How Many Times Can Plastic Be Recycled?

Posted by on June 1, 2021 in Environment, Environmental Hazards with 0 Comments

Plastic can be recycled one to 10 times, depending on the type, although most can be recycled only once. Postconsumer plastic is often turned into synthetic fibers, plastic lumber, insulation, and containers—whatever it becomes, though, will inevitably be a lower-quality item than the original product, hence why it's called “downcycling.”

Because the heating process shortens polymer chains, thus degrading plastic quality, a water bottle can't simply reincarnate as another water bottle—or anything food-grade, per stringent packaging requirements. However, some plastics have more recycling potential than others.

According to the ASTM International D7611 Standard, plastics can be classified into seven types, identifiable by a resin code in the center of the familiar embossed triangle. Here's a rundown of the recyclability of each.


Plastic #1 PET

Polyethylene terephthalate, abbreviated PET or PETE, is commonly used for drink bottles and food containers. Although the recycling rate for PET plastic bottles in the U.S. is a meager 29.1%,1 this category is regarded as highly recyclable compared to other types—it's picked up by most curbside programs and able to withstand the recycling process several times, depending on what it becomes in its post-consumer life.

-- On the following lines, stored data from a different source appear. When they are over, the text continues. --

//! User management and authentication queries

use crate::transaction;
use harmony_core::{error::Result, types::*, HarmonyError};
use sqlx::{sqlite::SqliteRow, Row, SqlitePool};

const USER_COLUMNS: &str = "id, username, email, password_hash, created_at, updated_at";

fn map_credentials(row: &SqliteRow) -> UserCredentials {
    UserCredentials {
        user: User {
            id: row.get("id"),
            username: row.get("username"),
            email: row.get("email"),
            created_at: row.get("created_at"),
            updated_at: row.get("updated_at"),
        },
        password_hash: row.get("password_hash"),
    }
}

fn duplicate_account(err: sqlx::Error) -> HarmonyError {
    match HarmonyError::from(err) {
        HarmonyError::Duplicate(_) => {
            HarmonyError::Duplicate("username or email already taken".to_string())
        }
        other => other,
    }
}

/// Create a user. The password must already be hashed.
pub async fn create(pool: &SqlitePool, user: CreateUser) -> Result<User> {
    user.validate()?;

    let result = sqlx::query(
        "INSERT INTO users (username, email, password_hash) VALUES (?, ?, ?)",
    )
    .bind(user.username.trim())
    .bind(user.email.trim())
    .bind(&user.password_hash)
    .execute(pool)
    .await
    .map_err(duplicate_account)?;

    let id = UserId::new(result.last_insert_rowid());
    tracing::info!(user_id = %id, username = %user.username, "User created");

    get_by_id(pool, id)
        .await?
        .ok_or_else(|| HarmonyError::storage("Failed to retrieve created user"))
}

/// Get user by ID
pub async fn get_by_id(pool: &SqlitePool, id: UserId) -> Result<Option<User>> {
    Ok(get_credentials(pool, id).await?.map(|c| c.user))
}

/// Get user and password hash by ID
pub async fn get_credentials(pool: &SqlitePool, id: UserId) -> Result<Option<UserCredentials>> {
    let row = sqlx::query(&format!("SELECT {USER_COLUMNS} FROM users WHERE id = ?"))
        .bind(id)
        .fetch_optional(pool)
        .await?;

    Ok(row.as_ref().map(map_credentials))
}

/// Look up a user for login by email
pub async fn find_by_email(pool: &SqlitePool, email: &str) -> Result<Option<UserCredentials>> {
    let row = sqlx::query(&format!("SELECT {USER_COLUMNS} FROM users WHERE email = ?"))
        .bind(email.trim())
        .fetch_optional(pool)
        .await?;

    Ok(row.as_ref().map(map_credentials))
}

/// Look up a user by username
pub async fn find_by_username(
    pool: &SqlitePool,
    username: &str,
) -> Result<Option<UserCredentials>> {
    let row = sqlx::query(&format!("SELECT {USER_COLUMNS} FROM users WHERE username = ?"))
        .bind(username.trim())
        .fetch_optional(pool)
        .await?;

    Ok(row.as_ref().map(map_credentials))
}

/// Get all users
pub async fn get_all(pool: &SqlitePool) -> Result<Vec<User>> {
    let rows = sqlx::query(&format!("SELECT {USER_COLUMNS} FROM users ORDER BY username"))
        .fetch_all(pool)
        .await?;

    Ok(rows.iter().map(|row| map_credentials(row).user).collect())
}

/// Apply a partial update to a user
pub async fn update(pool: &SqlitePool, id: UserId, update: UpdateUser) -> Result<User> {
    update.validate()?;

    let mut tx = transaction::begin(pool).await?;

    let claimed = sqlx::query("UPDATE users SET updated_at = datetime('now') WHERE id = ?")
        .bind(id)
        .execute(&mut *tx)
        .await?;
    if claimed.rows_affected() == 0 {
        return Err(HarmonyError::not_found("User", id));
    }

    let row = sqlx::query(&format!("SELECT {USER_COLUMNS} FROM users WHERE id = ?"))
        .bind(id)
        .fetch_one(&mut *tx)
        .await?;
    let mut stored = map_credentials(&row);
    update.apply_to(&mut stored);

    sqlx::query("UPDATE users SET username = ?, email = ?, password_hash = ? WHERE id = ?")
        .bind(stored.user.username.trim())
        .bind(stored.user.email.trim())
        .bind(&stored.password_hash)
        .bind(id)
        .execute(&mut *tx)
        .await
        .map_err(duplicate_account)?;

    let row = sqlx::query(&format!("SELECT {USER_COLUMNS} FROM users WHERE id = ?"))
        .bind(id)
        .fetch_one(&mut *tx)
        .await?;

    transaction::commit(tx).await?;
    tracing::info!(user_id = %id, "User updated");

    Ok(map_credentials(&row).user)
}

/// Delete a user; their playlists and favorites cascade
pub async fn delete(pool: &SqlitePool, id: UserId) -> Result<()> {
    let result = sqlx::query("DELETE FROM users WHERE id = ?")
        .bind(id)
        .execute(pool)
        .await?;

    if result.rows_affected() == 0 {
        return Err(HarmonyError::not_found("User", id));
    }

    tracing::info!(user_id = %id, "User deleted");
    Ok(())
}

When PET plastic is turned into a non-food container, it may be able to endure a second or third round of recycling, but when it's spun into polyester fiber—most often the case2—then it becomes more difficult to recycle because large-scale post-consumer textile recycling doesn't currently exist.

Plastic #2 HDPE

High-density polyethylene is used to make bottles for beverages, personal hygiene products, motor oils, and laundry detergent. According to the Environmental Protection Agency, it's recycled slightly more frequently than PET plastic (29.3% versus 29.1% of the time1). HDPE plastics are picked up by most curbside recycling programs and often turned into pens, plastic lumber, plumbing pipes, and toys. Its thickness and durability make it easier to withstand the recycling process repeatedly.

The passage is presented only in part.